JBF High Level Architecture

JBF Features

  1. Normalized Build: JBF produced a normalized built script for each successfully compiled project containing class files( bytecode) and packaged all required dependencies to recompile the project. The motivation behind the normalized build scripts is that the build script structure and type remain the same in all compiled projects. Researchers do not need project-specific knowledge to treat each project individually, and they can automate the execution of the normalized build script to recompile all projects.
  2. Controlled Build: JBF's one of the core features is its predictable behaviors and usercontrolled. JBF stores the output of the project compilation (both Build Success and Build Failure) in a predefined structure and location. Researchers can control the environment and have the output in a specific destination without paying the effort of exploring different types of project-specific output folders and artifacts.
  3. Accurate: The JBF-generated build result is as accurate as the projects existing build system compiled output. In our experiment, we randomly sampled projects built by both JBF and the project’s own build script with 95% Confidence Level and 5% Margin of Error that resulted in Maven (382), Gradle(370), and Ant (368) projects, respectively. We compared the JBF-produced output (class files checksum value) with the project’s built-system output for all these projects. We examined that JBF got 100% build accuracy with the same number of class files and the exact checksum values.
  4. Scalable: JBF is scalable from various sizes of corpus. We evaluated JBF's scalability various corpus sizes starting from 1, 10, 100, 1000, 10,000 to 100,000 projects. JBF shows linear scalability with increasing number of projects in the corpus. We also evaluated JBF's vertical scalability with increasing number of cores JBF corpus building time speed-ups.
  5. Comprehensive Artifacts For both successful and failed builds, JBF provides a comprehensive output artifact containing: (i) A normalized build script, (ii) Class files (bytecode), (iii) A collection of dependents JARs, (iv) Build command (Invoked by JBF), (v) Build statistics with execution log and (vi) Repository’s source code. With all these artifacts, users can rebuild the repository in their local environment and trace it back on GitHub.
  6. Portable: JBF provided build artifacts are portable. In this context, we specify portability as machine-independent. The package JBF produced for a successful build can be used to recompile the project on any local machine, even without internet access. Since the external dependencies are already included in the package, any local device installed with the latest Java and Ant framework can execute the JBF-provided normalized build script and recompile the project.
  7. Configurable: JBF is fully configurable for different types of usage patterns. For instance, researchers can configure JBF to run 1) Only JBF build, 2) Only project own build script, 3) Try own project build first, then try JBF 4) copy_source, 5) copy_jars etc. In addition to that, researchers can specify the number o threads for enabling multiple processing, load pre-constructed FQN index, and set the desired output package format and locations.
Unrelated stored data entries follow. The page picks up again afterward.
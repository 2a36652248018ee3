//! # Introduction
//!
//! TicTUI is tic-tac-toe with a memory.  Every move appends an immutable
//! snapshot of the board to a history list, and the history can be walked
//! backward and forward at any time through a terminal UI built with
//! [ratatui](https://docs.rs/ratatui).
//!
//! ## Pipeline
//!
//! ```text
//! Key event → GameHistory operation → new viewed snapshot → TUI render
//! ```
//!
//! 1. [`game`] — the pure model: [`game::Mark`], [`game::Board`], win
//!    detection over the eight fixed lines, and the [`game::GameError`]
//!    taxonomy.
//! 2. [`history`] — [`history::GameHistory`], the append-and-truncate
//!    snapshot list with a time-travel cursor; moving after travelling
//!    back discards the abandoned future.
//! 3. [`ui`] — ratatui-based TUI; not part of the stable library API.
//!
//! ## Rules
//!
//! X moves first and the sides alternate by step parity.  The first full
//! line of one mark wins; nine moves with no line is a draw.  Invalid
//! inputs (occupied cell, finished game, out-of-range index) are reported
//! as [`game::GameError`] values and never mutate the history.

pub mod game;
pub mod history;
pub mod ui;
// Win detection tests over hand-built boards

use tictui::game::{Board, Mark, WIN_LINES};

const X: Option<Mark> = Some(Mark::X);
const O: Option<Mark> = Some(Mark::O);
const E: Option<Mark> = None;

#[test]
fn every_line_is_detected_for_both_marks() {
    for line in WIN_LINES {
        for mark in [Mark::X, Mark::O] {
            let mut cells = [E; 9];
            for i in line {
                cells[i] = Some(mark);
            }
            let board = Board::from_cells(cells);
            assert_eq!(
                board.winner(),
                Some((mark, line)),
                "line {:?} with {} not detected",
                line,
                mark
            );
        }
    }
}

#[test]
fn partial_lines_are_not_wins() {
    // Two of three on a row
    let board = Board::from_cells([X, X, E, E, E, E, E, E, E]);
    assert_eq!(board.winner(), None);

    // A full line of mixed marks
    let board = Board::from_cells([X, O, X, E, E, E, E, E, E]);
    assert_eq!(board.winner(), None);
}

#[test]
fn full_board_without_line_has_no_winner() {
    // X O X / X O O / O X X
    let board = Board::from_cells([X, O, X, X, O, O, O, X, X]);
    assert_eq!(board.winner(), None);
    assert!(board.is_full());
}

#[test]
fn first_listed_line_wins_the_tie_break() {
    // Unreachable by legal play: X completes both the top row and the left
    // column.  The row is listed before the column, so it is reported.
    let board = Board::from_cells([X, X, X, X, O, O, X, E, E]);
    assert_eq!(board.winner(), Some((Mark::X, [0, 1, 2])));
}

#[test]
fn diagonals_are_checked() {
    let board = Board::from_cells([O, X, X, X, O, E, E, E, O]);
    assert_eq!(board.winner(), Some((Mark::O, [0, 4, 8])));

    let board = Board::from_cells([X, E, O, E, O, X, O, E, X]);
    assert_eq!(board.winner(), Some((Mark::O, [2, 4, 6])));
}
Environment Setup & Requirements

  • Java Version: JDK-8+ [Preferable Latest Java OpenJDK17]
  • Ant Version: Ant 1.10 works with javac from JDK-8+ Ant
  • Python Version: 3.9+
  • JBF uses three python packages subprocess32, chardet and simplejson. The following python packages are required to install before running JBF:
pip install subprocess32
pip install chardet
pip install simplejson

Directories and Files Structure

📦 SourcererJBF
   ┃ 📂 doc                           // Resource for project documentation
   ┃ 📂 env-test                     // Resource for test the JBF workflow
   ┣ 📂 sourcererjbf                // The python package with scripts for building the projects
   ┃ 📂 utils                      // The utlity package with scripts for analyzing Jars and projects
   ┃ 📂 xml-templates             // The templates for creating normalized build scripts
   📜 clean-up.sh                // Script for cleaning all generated files & folders       
   📜 jbf.config                // Contains the configuration of JBF execution
   📜 jbf-cmd-compile.py       // Main Entry point of JBF execution with Command Line Arguments
   📜 jbf-config-compile.py   // Main Entry point of JBF execution with jbf.config
   📜 README.md              // JBF documentation

Executing JBF

JBF can be run with a configuration file or with the command line arguments

  • Run JBF With Configuration File

The easiest option is to edit the jbf.config configuration file and execute the jbf-config-compile.py script. The file is self-explanatory, and it just requires to update according to host machine physical paths.

  • jbf.config

[DEFAULT]
# The directory under which all the java projects to be compiled exist.
root =./env-test/projects
# Rebuild the projects from scratch. Dependency rematching implies that all projects might not recompile successfully.
rebuild_from_scratch = True
# The file with project paths to be build. Paths in file are considered relative to the root directory.
file = AUTOGEN
# The directory under which all the output build directories will be put.
output_folder = ./env-test/builds/
# An output file that will contain all the output information consolidated.
output = ./env-test/project_details.json
# Copy the project source folder into the build artifact folder.
copy_source = True
# Copy the dependent jars into the build artifact folder.
copy_jars = True
# The root of the jar collection repository
jars =./env-test/jars
# The file that represents the mapping of fqn to jar in repository.
fqn_to_jar = ./env-test/fqn-to-jars.shelve
# The file that represents the mapping of project to jar versions in repository.
project_to_jars= ./env-test/project-to-jar-version.shelve
# The number of base threads to be run.
threads = 2
try_project_build = False
verbose = True
only_project_build = False
python3 jbf-config-compile.py
  • Run JBF With Command Line Arguments

If you prefer to run JBF with command line arguments, you can get the details of these arguments with help option.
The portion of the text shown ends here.